Rhodes rose to fame for his much praised performance in the 2016 film Moonlight, as the adult Chiron. While talking about the movie in an interview with Out, Rhodes said: "Being a black person in America right now is shit, being a homosexual in America right now is shit, and being a black homosexual is the bottom for certain people. That’s why I’m so excited for people to see Moonlight. I don’t feel like there’s a solution for our problems, but this movie might change people. That’s why you do it—because you feel like you’re doing something that matters. This is someone’s story." The film won the Golden Globe Award for Best Picture – Drama and the Academy Award for Best Picture and Best Adapted Screenplay.

=== 2017–present ===
In February 2017, Rhodes was featured on Calvin Klein's 2017 Spring underwear campaign along with Moonlight stars Mahershala Ali, Ashton Sanders, and Alex Hibbert, and in late 2017, he appeared in the music video for Jay-Z's "Family Feud".
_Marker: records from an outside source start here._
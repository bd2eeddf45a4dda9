//! A balanced k-d tree for nearest neighbour queries
//!
//! The tree is built once over a set of k-dimensional points by recursive
//! median splits, cycling through the coordinate axes with depth. Queries
//! descend towards the query point and backtrack, skipping every subtree
//! that lies entirely beyond the best squared distance found so far.
//!
//! ```
//! use kdnearest::KdTree;
//!
//! let points = vec![[9.0, 1.0], [6.0, 12.0], [3.0, 6.0], [13.0, 15.0]];
//! let tree: KdTree<f64> = points.iter().collect();
//! let closest = tree.nearest(&[2.0, 5.0]).unwrap();
//! assert_eq!(points[closest.index], [3.0, 6.0]);
//! ```

#![warn(missing_docs)]

pub mod error;
pub mod iter;
pub mod node;
pub mod point;
pub mod tree;

pub use error::DimensionError;
pub use node::Node;
pub use point::Point;
pub use tree::{KdTree, Neighbour, linear_nearest};
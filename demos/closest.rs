use itertools::Itertools;
use kdnearest::{KdTree, Point, linear_nearest};
use rand::distributions::{Distribution, Uniform};
use rand::thread_rng;

/// Render a coordinate list as `(x,y,...)`
fn tuple(coordinates: &[f64]) -> String {
    format!("({})", coordinates.iter().join(","))
}

fn print_example(list: &[Vec<f64>], query: &[f64], point: &Point<f64>) {
    println!("Tree constructed from points:");
    println!("[{}]", list.iter().map(|p| tuple(p)).join(","));
    println!("Query:");
    println!("{}", tuple(query));
    println!("Closest neighbour to searched value is:");
    println!("{}", point);
}

fn main() {
    let mut tree: KdTree<f64> = KdTree::new();

    let points = vec![
        vec![9.0, 1.0], vec![6.0, 12.0], vec![3.0, 6.0], vec![13.0, 15.0],
        vec![10.0, 19.0], vec![17.0, 15.0], vec![15.0, 12.0],
    ];
    tree.build(&points);
    let query = [2.0, 5.0];
    if let Some(closest) = tree.nearest(&query) {
        print_example(&points, &query, closest);
    }

    // Rebuilding replaces the two-dimensional tree
    let points = vec![
        vec![9.0, 1.0, 5.0], vec![6.0, 12.0, 1.0], vec![3.0, 6.0, 4.0], vec![13.0, 15.0, 2.0],
        vec![10.0, 19.0, 0.0], vec![17.0, 15.0, 6.0], vec![15.0, 12.0, -12.0],
    ];
    tree.build(&points);
    let query = [2.0, 5.0, -7.0];
    if let Some(closest) = tree.nearest(&query) {
        print_example(&points, &query, closest);
    }

    // A larger random cloud, checked against a linear scan
    let mut rng = thread_rng();
    let coord_range = Uniform::from(-5.0..5.0);
    let cloud: Vec<[f64; 3]> = (0..10_000)
        .map(|_| [
            coord_range.sample(&mut rng),
            coord_range.sample(&mut rng),
            coord_range.sample(&mut rng),
        ])
        .collect();
    tree.build(&cloud);
    let query = [0.0, 0.0, 0.0];
    if let Some(found) = tree.nearest_with_distance(&query) {
        println!(
            "Closest of {} random points to the origin: {} (squared distance {:.6}, tree height {})",
            tree.len(), found.point, found.squared_distance, tree.height()
        );
        assert_eq!(linear_nearest(&cloud, &query).map(|(_, d)| d), Some(found.squared_distance));
    }
}
//! Pre-organization backups.
//!
//! Snapshots a whole directory tree into `<dir>/Backup/backup.tar.gz` before
//! any file in it is moved.

use flate2::Compression;
use flate2::write::GzEncoder;
use std::fs::{self, File};
use std::io::BufWriter;
use std::path::{Path, PathBuf};
use thiserror::Error;
use walkdir::WalkDir;

pub const BACKUP_DIR_NAME: &str = "Backup";
pub const BACKUP_FILE_NAME: &str = "backup.tar.gz";

#[derive(Debug, Error)]
pub enum ArchiveError {
    #[error("Failed to create backup directory {}: {source}", .path.display())]
    CreateDir {
        path: PathBuf,
        #[source]
        source: std::io::Error,
    },
    #[error("Failed to walk {}: {source}", .root.display())]
    Walk {
        root: PathBuf,
        #[source]
        source: walkdir::Error,
    },
    #[error("Failed to write backup {}: {source}", .archive.display())]
    Write {
        archive: PathBuf,
        #[source]
        source: std::io::Error,
    },
}

/// Returns the path of the backup archive for `directory`.
pub fn backup_path(directory: &Path) -> PathBuf {
    directory.join(BACKUP_DIR_NAME).join(BACKUP_FILE_NAME)
}

/// Writes a gzip-compressed tar of every regular file under `directory`.
///
/// Entry names are relative to `directory`. The archive being written is
/// skipped; an archive left by an earlier run is overwritten. Returns the
/// archive path.
pub fn create_backup(directory: &Path) -> Result<PathBuf, ArchiveError> {
    let backup_dir = directory.join(BACKUP_DIR_NAME);
    fs::create_dir_all(&backup_dir).map_err(|source| ArchiveError::CreateDir {
        path: backup_dir.clone(),
        source,
    })?;

    let archive_path = backup_dir.join(BACKUP_FILE_NAME);
    let write_err = |source| ArchiveError::Write {
        archive: archive_path.clone(),
        source,
    };

    let file = File::create(&archive_path).map_err(write_err)?;
    let mut builder = tar::Builder::new(GzEncoder::new(
        BufWriter::new(file),
        Compression::default(),
    ));
    builder.follow_symlinks(false);

    for entry in WalkDir::new(directory).sort_by_file_name() {
        let entry = entry.map_err(|source| ArchiveError::Walk {
            root: directory.to_path_buf(),
            source,
        })?;
        if !entry.file_type().is_file() || entry.path() == archive_path.as_path() {
            continue;
        }
        let Ok(relative) = entry.path().strip_prefix(directory) else {
            continue;
        };
        builder
            .append_path_with_name(entry.path(), relative)
            .map_err(write_err)?;
    }

    let encoder = builder.into_inner().map_err(write_err)?;
    let mut writer = encoder.finish().map_err(write_err)?;
    std::io::Write::flush(&mut writer).map_err(write_err)?;

    Ok(archive_path)
}
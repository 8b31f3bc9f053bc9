/// File categorization by extension.
///
/// This module maps lowercase file extensions to category names
/// (e.g. "pdf" → "Documents"). Extensions missing from the table fall back
/// to a catch-all category, so every file gets a category.
///
/// # Examples
///
/// ```
/// use file_arranger::file_category::Classifier;
///
/// let classifier = Classifier::default();
/// assert_eq!(classifier.classify("pdf"), "Documents");
/// assert_eq!(classifier.classify("JPG"), "Images");
/// assert_eq!(classifier.classify("unknown"), "Others");
/// ```
use std::collections::HashMap;
use std::path::Path;

/// Category used when an extension is not in the table.
pub const DEFAULT_FALLBACK: &str = "Others";

/// A fixed mapping from lowercase extension to category name.
///
/// Built once before a run and never mutated while files are processed.
#[derive(Debug, Clone, PartialEq, Eq)]
pub struct CategoryTable {
    extensions: HashMap<String, String>,
    fallback: String,
}

impl CategoryTable {
    /// Creates an empty table that sends every extension to `fallback`.
    pub fn empty(fallback: &str) -> Self {
        Self {
            extensions: HashMap::new(),
            fallback: fallback.to_string(),
        }
    }

    /// Creates the built-in table.
    pub fn standard() -> Self {
        let mut table = Self::empty(DEFAULT_FALLBACK);

        table.insert("txt", "Documents");
        table.insert("pdf", "Documents");
        table.insert("docx", "Documents");

        table.insert("jpeg", "Images");
        table.insert("jpg", "Images");
        table.insert("png", "Images");

        table.insert("mp3", "Music");
        table.insert("wav", "Music");

        table.insert("mp4", "Videos");
        table.insert("mov", "Videos");

        table.insert("zip", "Archives");
        table.insert("rar", "Archives");

        table.insert("py", "Code");
        table.insert("exe", "Programs");

        table
    }

    /// Adds or replaces the category for an extension.
    ///
    /// A leading dot is ignored, so ".PNG" and "png" name the same key.
    pub fn insert(&mut self, ext: &str, category: &str) {
        self.extensions
            .insert(normalize_extension(ext), category.to_string());
    }

    /// Replaces the fallback category.
    pub fn set_fallback(&mut self, fallback: &str) {
        self.fallback = fallback.to_string();
    }

    /// Returns the fallback category.
    pub fn fallback(&self) -> &str {
        &self.fallback
    }

    /// Looks up an extension without applying the fallback.
    pub fn get(&self, ext: &str) -> Option<&str> {
        self.extensions
            .get(&normalize_extension(ext))
            .map(String::as_str)
    }

    /// Number of explicit extension mappings.
    pub fn len(&self) -> usize {
        self.extensions.len()
    }

    pub fn is_empty(&self) -> bool {
        self.extensions.is_empty()
    }
}

impl Default for CategoryTable {
    fn default() -> Self {
        Self::standard()
    }
}

/// Resolves category names for extensions using an injected [`CategoryTable`].
#[derive(Debug, Clone, Default)]
pub struct Classifier {
    table: CategoryTable,
}

impl Classifier {
    pub fn new(table: CategoryTable) -> Self {
        Self { table }
    }

    pub fn table(&self) -> &CategoryTable {
        &self.table
    }

    /// Returns the category for `ext`, or the fallback category.
    ///
    /// Comparison is case-insensitive. The empty extension always yields
    /// the fallback.
    ///
    /// # Examples
    ///
    /// ```
    /// use file_arranger::file_category::{CategoryTable, Classifier};
    ///
    /// let mut table = CategoryTable::empty("Misc");
    /// table.insert("log", "Logs");
    /// let classifier = Classifier::new(table);
    /// assert_eq!(classifier.classify("LOG"), "Logs");
    /// assert_eq!(classifier.classify(""), "Misc");
    /// ```
    pub fn classify(&self, ext: &str) -> &str {
        self.table.get(ext).unwrap_or(self.table.fallback())
    }

    /// Classifies a path by its extension.
    pub fn classify_path(&self, path: &Path) -> &str {
        self.classify(&extension_of(path))
    }
}

/// Lowercases an extension and strips a single leading dot.
pub fn normalize_extension(ext: &str) -> String {
    ext.strip_prefix('.').unwrap_or(ext).to_lowercase()
}

/// Returns the lowercase extension of a path, or an empty string if it has none.
///
/// Dot-files such as `.bashrc` have no extension.
pub fn extension_of(path: &Path) -> String {
    path.extension()
        .map(|ext| ext.to_string_lossy().to_lowercase())
        .unwrap_or_default()
}
impl CompiledFilters {
    fn new(rules: &FilterRules) -> Result<Self, ConfigError> {
        let exclude_patterns = compile_globs(&rules.exclude.patterns)?;
        let include_patterns = compile_globs(&rules.include.patterns)?;

        let exclude_regexes = rules
            .exclude
            .regex
            .iter()
            .map(|pattern| {
                Regex::new(pattern).map_err(|e| ConfigError::InvalidRegexPattern {
                    pattern: pattern.clone(),
                    reason: e.to_string(),
                })
            })
            .collect::<Result<Vec<_>, _>>()?;

        Ok(Self {
            enable_hidden_files: rules.enable_hidden_files,
            exclude_filenames: rules.exclude.filenames.iter().cloned().collect(),
            exclude_extensions: rules
                .exclude
                .extensions
                .iter()
                .map(|ext| normalize_extension(ext))
                .collect(),
            exclude_patterns,
            exclude_regexes,
            include_patterns,
        })
    }

    /// Check if a file should be organized (not excluded).
    ///
    /// Checks are performed in this order, with early termination:
    /// 1. Include patterns (whitelist) - if matched, always include
    /// 2. Hidden file filter - if hidden and disabled, exclude
    /// 3. Exact filename match - if matched, exclude
    /// 4. File extension match - if matched, exclude
    /// 5. Glob pattern match - if matched, exclude
    /// 6. Regex pattern match - if matched, exclude
    /// 7. Default: include
    pub fn should_include(&self, file_path: &Path) -> bool {
        let file_name = file_path
            .file_name()
            .map(|n| n.to_string_lossy())
            .unwrap_or_default();

        if self.matches_any(&self.include_patterns, file_path) {
            return true;
        }

        if !self.enable_hidden_files && file_name.starts_with('.') {
            return false;
        }

        if self.exclude_filenames.contains(file_name.as_ref()) {
            return false;
        }

        if let Some(ext) = file_path.extension() {
            let ext_lower = ext.to_string_lossy().to_lowercase();
            if self.exclude_extensions.contains(&ext_lower) {
                return false;
            }
        }

        if self.matches_any(&self.exclude_patterns, file_path) {
            return false;
        }

        !self
            .exclude_regexes
            .iter()
            .any(|regex| regex.is_match(&file_name))
    }

    /// Glob patterns are tried against the full path and the bare file name,
    /// so `*.tmp` works for absolute paths too.
    fn matches_any(&self, patterns: &[Pattern], file_path: &Path) -> bool {
        let file_name = file_path.file_name().map(Path::new);
        patterns.iter().any(|pattern| {
            pattern.matches_path(file_path) || file_name.is_some_and(|n| pattern.matches_path(n))
        })
    }
}

/// Settings for one run, fixed once the command line is parsed.
#[derive(Debug, Clone, Default, PartialEq, Eq)]
pub struct RunConfig {
    /// Directories to organize, in order.
    pub directories: Vec<PathBuf>,
    /// Lowercase extensions to restrict processing to. `None` processes everything.
    pub types: Option<HashSet<String>>,
    /// Write a backup archive before organizing each directory.
    pub backup: bool,
    /// Decide and log everything but leave the filesystem untouched.
    pub dry_run: bool,
    /// Abort the run on the first per-file failure instead of continuing.
    pub fail_fast: bool,
    /// The action log, which is never moved even if it sits in a scanned directory.
    pub log_file: Option<PathBuf>,
}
In 2018, Rhodes co-starred in the science-fiction action film The Predator and the post-apocalyptic thriller film Bird Box.

In 2022, he portrayed Mike Tyson in the Hulu miniseries Mike.

In 2024, he starred alongside Kelly Rowland in Mea Culpa, which was written and directed by Tyler Perry and released on Netflix.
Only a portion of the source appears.